With energy systems, the problem of economic planning is decisive in the design of a low carbon and resilient future grid. Although several tools to solve the problem already exist in literature and industry, most tools only consider a single “typical year” while providing investment decisions that last around a quarter of a century. In this paper, we introduce why such an approach is limited and derive two approaches to correct this. The first approach, the Forward-Looking model, assumes perfect knowledge and makes investment decisions based on the full planning horizon. The second novel approach, the Adaptive method, solves the optimization problem in single year iterations, making incremental investment decisions that are dependant on previous years, with only knowledge of the current year.
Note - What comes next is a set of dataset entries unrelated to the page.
use chromiumoxide::{Browser, BrowserConfig, Page};
use futures::StreamExt;
use tokio::time::sleep;
use tracing::{debug, error, info};

use crate::config::BrowserSettings;
use crate::error::{BrowserError, BrowserResult};

/// 启动新的浏览器并打开一个空白页面
pub async fn launch_browser(settings: &BrowserSettings) -> BrowserResult<(Browser, Page)> {
    if settings.headless {
        info!("🚀 启动无头浏览器...");
    } else {
        info!("🚀 启动浏览器...");
    }

    let mut builder = BrowserConfig::builder();
    builder = if settings.headless {
        builder.new_headless_mode()
    } else {
        builder.with_head()
    };
    if let Some(executable) = &settings.executable {
        debug!("浏览器路径: {}", executable);
        builder = builder.chrome_executable(executable);
    }

    let config = builder
        .args(vec![
            "--disable-dev-shm-usage", // 防止共享内存不足
            "--no-first-run",
            // 跨域 iframe 留在同一进程，才能出现在页面的帧树和执行上下文里
            "--disable-site-isolation-trials",
            "--disable-features=IsolateOrigins,site-per-process",
        ])
        .build()
        .map_err(|message| {
            error!("配置浏览器失败: {}", message);
            BrowserError::LaunchFailed { message }
        })?;

    let (browser, mut handler) = Browser::launch(config).await.map_err(|e| {
        error!("启动浏览器失败: {}", e);
        BrowserError::LaunchFailed {
            message: e.to_string(),
        }
    })?;
    debug!("浏览器启动成功");

    // 在后台处理浏览器事件
    tokio::spawn(async move {
        while let Some(h) = handler.next().await {
            if h.is_err() {
                break;
            }
        }
    });

    // 添加短暂延迟以等待浏览器状态同步
    sleep(tokio::time::Duration::from_millis(300)).await;

    let page = browser.new_page("about:blank").await.map_err(|e| {
        error!("创建页面失败: {}", e);
        e
    })?;

    Ok((browser, page))
}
Comparing the two approaches on a realistic microgrid, we find little difference in investment decisions (maximum 21% difference in total cost over 20 years), but large differences in optimization time (up to 12000% time difference). We close the paper by discussing implications of forecasting errors on the microgrid planning process, concluding that the Adaptive approach is a suitable choice.

Suggested Citation

  • Pecenak, Zachary K. & Stadler, Michael & Fahy, Kelsey, 2019. "Efficient multi-year economic energy planning in microgrids," Applied Energy, Elsevier, vol. 255(C).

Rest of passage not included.